Dataset entries:
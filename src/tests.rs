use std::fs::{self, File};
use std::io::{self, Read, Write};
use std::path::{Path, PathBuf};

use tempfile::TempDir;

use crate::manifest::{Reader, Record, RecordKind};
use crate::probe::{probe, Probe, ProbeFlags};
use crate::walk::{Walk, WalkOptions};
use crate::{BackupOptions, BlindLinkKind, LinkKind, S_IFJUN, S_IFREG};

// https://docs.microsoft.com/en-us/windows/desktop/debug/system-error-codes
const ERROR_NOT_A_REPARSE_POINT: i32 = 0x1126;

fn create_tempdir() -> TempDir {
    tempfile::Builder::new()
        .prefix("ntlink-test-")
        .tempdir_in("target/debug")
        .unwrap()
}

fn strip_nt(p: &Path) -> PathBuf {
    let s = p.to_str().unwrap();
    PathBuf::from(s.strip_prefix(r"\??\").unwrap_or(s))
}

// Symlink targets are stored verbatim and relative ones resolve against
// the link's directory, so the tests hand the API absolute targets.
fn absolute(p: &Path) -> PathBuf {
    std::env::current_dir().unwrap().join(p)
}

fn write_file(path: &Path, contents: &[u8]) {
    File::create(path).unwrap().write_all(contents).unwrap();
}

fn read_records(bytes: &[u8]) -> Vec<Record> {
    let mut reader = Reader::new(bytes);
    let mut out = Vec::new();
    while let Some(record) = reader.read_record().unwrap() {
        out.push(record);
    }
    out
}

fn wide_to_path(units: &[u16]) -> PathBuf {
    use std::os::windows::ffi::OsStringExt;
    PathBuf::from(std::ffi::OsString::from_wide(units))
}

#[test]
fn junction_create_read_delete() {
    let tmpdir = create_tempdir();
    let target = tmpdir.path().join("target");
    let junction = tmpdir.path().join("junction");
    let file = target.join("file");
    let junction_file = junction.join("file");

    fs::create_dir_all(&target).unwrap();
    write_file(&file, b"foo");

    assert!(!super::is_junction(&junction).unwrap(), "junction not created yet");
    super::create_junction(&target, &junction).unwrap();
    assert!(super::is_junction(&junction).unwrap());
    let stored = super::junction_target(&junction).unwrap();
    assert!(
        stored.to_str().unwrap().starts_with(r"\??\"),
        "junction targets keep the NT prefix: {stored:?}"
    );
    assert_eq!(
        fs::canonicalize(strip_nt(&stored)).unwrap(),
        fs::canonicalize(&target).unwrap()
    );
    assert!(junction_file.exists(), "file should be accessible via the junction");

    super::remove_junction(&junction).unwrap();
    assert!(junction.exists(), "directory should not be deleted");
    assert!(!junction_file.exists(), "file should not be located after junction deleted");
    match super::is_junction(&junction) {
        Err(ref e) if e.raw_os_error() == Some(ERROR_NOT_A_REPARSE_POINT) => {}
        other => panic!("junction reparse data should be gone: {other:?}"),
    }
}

* TASK *
Each of the records should be written out precisely as given.

* RESPONSE *
filename src/tests.rs
use std::fs::{self, File};
use std::io::{self, Read, Write};
use std::path::{Path, PathBuf};

use tempfile::TempDir;

use crate::manifest::{Reader, Record, RecordKind};
use crate::probe::{probe, Probe, ProbeFlags};
use crate::walk::{Walk, WalkOptions};
use crate::{BackupOptions, BlindLinkKind, LinkKind, S_IFJUN, S_IFREG};

// https://docs.microsoft.com/en-us/windows/desktop/debug/system-error-codes
const ERROR_NOT_A_REPARSE_POINT: i32 = 0x1126;

fn create_tempdir() -> TempDir {
    tempfile::Builder::new()
        .prefix("ntlink-test-")
        .tempdir_in("target/debug")
        .unwrap()
}

fn strip_nt(p: &Path) -> PathBuf {
    let s = p.to_str().unwrap();
    PathBuf::from(s.strip_prefix(r"\??\").unwrap_or(s))
}

// Symlink targets are stored verbatim and relative ones resolve against
// the link's directory, so the tests hand the API absolute targets.
fn absolute(p: &Path) -> PathBuf {
    std::env::current_dir().unwrap().join(p)
}

fn write_file(path: &Path, contents: &[u8]) {
    File::create(path).unwrap().write_all(contents).unwrap();
}

fn read_records(bytes: &[u8]) -> Vec<Record> {
    let mut reader = Reader::new(bytes);
    let mut out = Vec::new();
    while let Some(record) = reader.read_record().unwrap() {
        out.push(record);
    }
    out
}

fn wide_to_path(units: &[u16]) -> PathBuf {
    use std::os::windows::ffi::OsStringExt;
    PathBuf::from(std::ffi::OsString::from_wide(units))
}

#[test]
fn junction_create_read_delete() {
    let tmpdir = create_tempdir();
    let target = tmpdir.path().join("target");
    let junction = tmpdir.path().join("junction");
    let file = target.join("file");
    let junction_file = junction.join("file");

    fs::create_dir_all(&target).unwrap();
    write_file(&file, b"foo");

    assert!(!super::is_junction(&junction).unwrap(), "junction not created yet");
    super::create_junction(&target, &junction).unwrap();
    assert!(super::is_junction(&junction).unwrap());
    let stored = super::junction_target(&junction).unwrap();
    assert!(
        stored.to_str().unwrap().starts_with(r"\??\"),
        "junction targets keep the NT prefix: {stored:?}"
    );
    assert_eq!(
        fs::canonicalize(strip_nt(&stored)).unwrap(),
        fs::canonicalize(&target).unwrap()
    );
    assert!(junction_file.exists(), "file should be accessible via the junction");

    super::remove_junction(&junction).unwrap();
    assert!(junction.exists(), "directory should not be deleted");
    assert!(!junction_file.exists(), "file should not be located after junction deleted");
    match super::is_junction(&junction) {
        Err(ref e) if e.raw_os_error() == Some(ERROR_NOT_A_REPARSE_POINT) => {}
        other => panic!("junction reparse data should be gone: {other:?}"),
    }
}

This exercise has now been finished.